Problem description
After counting the lines below that hold the word "ChannelCmd", reply with the count and nothing else.

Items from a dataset
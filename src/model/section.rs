use chrono::{DateTime, Utc};
use serde::{Deserialize, Serialize};

use super::ids::{ChannelId, SectionId};

/// A named, ordered container of channels
#[derive(Debug, Clone, PartialEq, Eq, Serialize, Deserialize)]
pub struct Section {
    pub id: SectionId,
    pub name: String,
    /// Rank among sibling sections (contiguous, zero-based once loaded)
    pub order: usize,
    /// Channels in display order. The section owns this ordering.
    #[serde(default)]
    pub channels: Vec<ChannelId>,
    pub created_by: String,
    pub created_at: DateTime<Utc>,
    pub updated_at: DateTime<Utc>,
}

impl Section {
    pub fn new(id: impl Into<SectionId>, name: impl Into<String>, order: usize) -> Self {
        let now = Utc::now();
        Section {
            id: id.into(),
            name: name.into(),
            order,
            channels: Vec::new(),
            created_by: String::new(),
            created_at: now,
            updated_at: now,
        }
    }

    pub fn is_empty(&self) -> bool {
        self.channels.is_empty()
    }

    /// Position of a channel in this section's list
    pub fn position_of(&self, channel: &ChannelId) -> Option<usize> {
        self.channels.iter().position(|c| c == channel)
    }
}
use crossterm::event::{KeyCode, KeyEvent, KeyModifiers, MouseEvent, MouseEventKind};
use ratatui::Terminal;
use ratatui::backend::TestBackend;
use ratatui::layout::Rect;

use crate::model::hierarchy::fixtures::hierarchy;
use crate::model::{Hierarchy, WorkspaceConfig};
use crate::ops::persist::PersistRequest;
use crate::tui::app::App;

/// Render into an in-memory buffer and return plain text (no styles).
pub fn render_to_string<F>(w: u16, h: u16, f: F) -> String
where
    F: FnOnce(&mut ratatui::Frame, Rect),
{
    let backend = TestBackend::new(w, h);
    let mut terminal = Terminal::new(backend).unwrap();
    terminal
        .draw(|frame| {
            let area = frame.area();
            f(frame, area);
        })
        .unwrap();

    let buf = terminal.backend().buffer().clone();
    let w = buf.area.width as usize;
    let lines: Vec<String> = buf
        .content
        .chunks(w)
        .map(|row| {
            let s: String = row.iter().map(|cell| cell.symbol()).collect();
            s.trim_end().to_string()
        })
        .collect();

    // Trim trailing blank lines
    let end = lines
        .iter()
        .rposition(|l| !l.is_empty())
        .map_or(0, |i| i + 1);
    lines[..end].join("\n")
}

/// An app over a recording sink, for workspace "Acme" and user "me".
pub fn app_with_hierarchy(hierarchy: Hierarchy) -> App<Vec<PersistRequest>> {
    let mut config = WorkspaceConfig::default();
    config.workspace.name = "Acme".into();
    App::new(&config, hierarchy, Vec::new())
}

/// Build an App from `(section id, [channel ids])` pairs.
pub fn app_with(spec: &[(&str, &[&str])]) -> App<Vec<PersistRequest>> {
    app_with_hierarchy(hierarchy(spec))
}

pub fn key(code: KeyCode) -> KeyEvent {
    KeyEvent::new(code, KeyModifiers::NONE)
}

pub fn mouse(kind: MouseEventKind, column: u16, row: u16) -> MouseEvent {
    MouseEvent {
        kind,
        column,
        row,
        modifiers: KeyModifiers::NONE,
    }
}
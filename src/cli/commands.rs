use clap::{Args, Parser, Subcommand};

#[derive(Parser)]
#[command(name = "cb", about = concat!("chanbar v", env!("CARGO_PKG_VERSION"), " - a channel sidebar you can drag around"), version)]
pub struct Cli {
    #[command(subcommand)]
    pub command: Option<Commands>,

    /// Output as JSON
    #[arg(long, global = true)]
    pub json: bool,

    /// Run against a different workspace directory
    #[arg(short = 'C', long = "workspace-dir", global = true)]
    pub workspace_dir: Option<String>,
}

#[derive(Subcommand)]
pub enum Commands {
    /// Initialize a new workspace in the current directory
    Init(InitArgs),
    /// List sections and channels in sidebar order
    List,
    /// Section management
    Section(SectionCmd),
    /// Channel management
    Channel(ChannelCmd),
    /// Move a channel before another channel, or into a section
    Mv(MvArgs),
    /// Star a channel for the configured user
    Star(ChannelArg),
    /// Remove a star
    Unstar(ChannelArg),
    /// List starred channels
    Starred,
    /// Validate sections.json
    Check,
    /// View or clear the recovery log
    Recovery(RecoveryArgs),
}

#[derive(Args)]
pub struct InitArgs {
    /// Workspace name (default: inferred from directory name)
    #[arg(long)]
    pub name: Option<String>,
    /// Local user id (default: $USER)
    #[arg(long)]
    pub user: Option<String>,
    /// Create an initial section (repeatable)
    #[arg(long = "section", value_name = "NAME", action = clap::ArgAction::Append)]
    pub sections: Vec<String>,
    /// Reinitialize even if sidebar/ already exists
    #[arg(long)]
    pub force: bool,
}

// ---------------------------------------------------------------------------
// Sections and channels
// ---------------------------------------------------------------------------

#[derive(Args)]
pub struct SectionCmd {
    #[command(subcommand)]
    pub action: SectionAction,
}

#[derive(Subcommand)]
pub enum SectionAction {
    /// Create a section at the bottom of the sidebar
    New(NameArg),
    /// Delete a section; its channels move to the first remaining section
    Rm(SectionIdArg),
    /// Rename a section
    Rename(SectionRenameArgs),
    /// Move a section before another
    Mv(SectionMvArgs),
}

#[derive(Args)]
pub struct NameArg {
    pub name: String,
}

#[derive(Args)]
pub struct SectionIdArg {
    /// Section ID
    pub id: String,
}

#[derive(Args)]
pub struct SectionRenameArgs {
    /// Section ID
    pub id: String,
    /// New display name
    pub name: String,
}

#[derive(Args)]
pub struct SectionMvArgs {
    /// Section ID
    pub id: String,
    /// Take this section's place
    #[arg(long)]
    pub before: String,
}

#[derive(Args)]
pub struct ChannelCmd {
    #[command(subcommand)]
    pub action: ChannelAction,
}

#[derive(Subcommand)]
pub enum ChannelAction {
    /// Create a channel at the end of a section
    New(ChannelNewArgs),
}

#[derive(Args)]
pub struct ChannelNewArgs {
    pub name: String,
    /// Section ID (default: first section)
    #[arg(long)]
    pub section: Option<String>,
}

#[derive(Args)]
pub struct MvArgs {
    /// Channel ID
    pub channel: String,
    /// Drop onto this channel (takes its place)
    #[arg(long, required_unless_present = "into", conflicts_with = "into")]
    pub before: Option<String>,
    /// Drop onto this section (appended at the end)
    #[arg(long)]
    pub into: Option<String>,
}

#[derive(Args)]
pub struct ChannelArg {
    /// Channel ID
    pub channel: String,
}

#[derive(Args)]
pub struct RecoveryArgs {
    /// Remove all entries
    #[arg(long)]
    pub clear: bool,
    /// Show only the N most recent entries
    #[arg(long)]
    pub limit: Option<usize>,
}
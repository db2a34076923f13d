use ratatui::Frame;
use ratatui::layout::Rect;
use ratatui::style::{Modifier, Style};
use ratatui::text::{Line, Span};
use ratatui::widgets::{Clear, Paragraph};

use crate::ops::drag::DragSession;
use crate::ops::persist::PersistSink;
use crate::ops::resolve;
use crate::tui::app::{App, Mode};
use crate::tui::layout::Row;
use crate::util::unicode::{display_width, truncate_to_width};

use super::item_label;

const STAR: &str = " \u{2605}";

/// Rows marked during a drag or keyboard move
#[derive(Debug, Default, PartialEq, Eq)]
struct Marks {
    source: Option<usize>,
    target: Option<usize>,
}

/// Render the section/channel list. Also records the list area for
/// hit-testing and scrolls the cursor into view.
pub fn render_sidebar<S: PersistSink>(frame: &mut Frame, app: &mut App<S>, area: Rect) {
    app.list_area = area;
    let rows = app.rows();
    let height = usize::from(area.height);

    if app.cursor < app.scroll_offset {
        app.scroll_offset = app.cursor;
    } else if height > 0 && app.cursor >= app.scroll_offset + height {
        app.scroll_offset = app.cursor + 1 - height;
    }
    app.scroll_offset = app.scroll_offset.min(rows.len().saturating_sub(height));

    let marked = marks(app, &rows);
    let dragging = app.coordinator.is_dragging();
    let lines: Vec<Line> = rows
        .iter()
        .enumerate()
        .skip(app.scroll_offset)
        .take(height)
        .map(|(i, row)| {
            let style = if marked.target == Some(i) {
                Style::default()
                    .fg(app.theme.background)
                    .bg(app.theme.drop_target)
            } else if marked.source == Some(i) {
                Style::default()
                    .fg(app.theme.dim)
                    .add_modifier(Modifier::DIM)
            } else if i == app.cursor && !dragging && app.mode == Mode::Navigate {
                Style::default().bg(app.theme.selection_bg)
            } else {
                Style::default()
            };
            row_line(app, row, usize::from(area.width)).patch_style(style)
        })
        .collect();

    let paragraph = Paragraph::new(lines).style(Style::default().bg(app.theme.background));
    frame.render_widget(paragraph, area);

    if let Some(session) = app.coordinator.session() {
        render_proxy(frame, app, session);
    }
}

fn marks<S: PersistSink>(app: &App<S>, rows: &[Row]) -> Marks {
    if let Some(session) = app.coordinator.session() {
        let source = rows.iter().position(|r| r.holds(&session.item));
        let target = if session.target.is_ignore() {
            None
        } else {
            rows.iter().position(|r| r.hits() == session.hits)
        };
        return Marks { source, target };
    }
    if app.mode == Mode::Move
        && let Some(state) = &app.move_state
    {
        let source = rows.iter().position(|r| r.holds(&state.item));
        let target = rows.get(app.cursor).and_then(|row| {
            let resolution = resolve::resolve(app.hierarchy(), &state.item, &row.hits());
            (!resolution.is_ignore()).then_some(app.cursor)
        });
        return Marks { source, target };
    }
    Marks::default()
}

fn row_line<'a, S: PersistSink>(app: &App<S>, row: &Row, width: usize) -> Line<'a> {
    let theme = &app.theme;
    let hierarchy = app.coordinator.hierarchy();
    match row {
        Row::Header { section, collapsed } => {
            let arrow = if *collapsed { "\u{25B8}" } else { "\u{25BE}" };
            let name = hierarchy
                .section(section)
                .map_or(section.as_str(), |s| s.name.as_str());
            Line::from(Span::styled(
                format!("{} {}", arrow, truncate_to_width(name, width.saturating_sub(2))),
                Style::default()
                    .fg(theme.text_bright)
                    .add_modifier(Modifier::BOLD),
            ))
        }
        Row::Channel { channel, .. } => {
            let Some(record) = hierarchy.channel(channel) else {
                return Line::from(format!("  # {}", channel));
            };
            let starred = record.is_starred_by(&app.user);
            let budget = width.saturating_sub(4 + if starred { display_width(STAR) } else { 0 });
            let mut spans = vec![Span::styled(
                format!("  # {}", truncate_to_width(&record.name, budget)),
                Style::default().fg(theme.text),
            )];
            if starred {
                spans.push(Span::styled(STAR, Style::default().fg(theme.star)));
            }
            Line::from(spans)
        }
        Row::EmptyZone { .. } => Line::from(Span::styled(
            "  (empty)",
            Style::default()
                .fg(theme.dim)
                .add_modifier(Modifier::ITALIC),
        )),
    }
}

/// Floating copy of the dragged item, just right of the pointer.
fn render_proxy<S: PersistSink>(frame: &mut Frame, app: &App<S>, session: &DragSession) {
    let screen = frame.area();
    let x = session.current.x.saturating_add(2);
    let y = session.current.y;
    if x >= screen.right() || y >= screen.bottom() {
        return;
    }
    let label = format!(" {} ", item_label(app.coordinator.hierarchy(), &session.item));
    let label_width = u16::try_from(display_width(&label)).unwrap_or(u16::MAX);
    let rect = Rect::new(x, y, label_width.min(screen.right() - x), 1);
    frame.render_widget(Clear, rect);
    frame.render_widget(
        Paragraph::new(Span::styled(
            label,
            Style::default()
                .fg(app.theme.background)
                .bg(app.theme.drop_target)
                .add_modifier(Modifier::BOLD),
        )),
        rect,
    );
}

Expected answer
2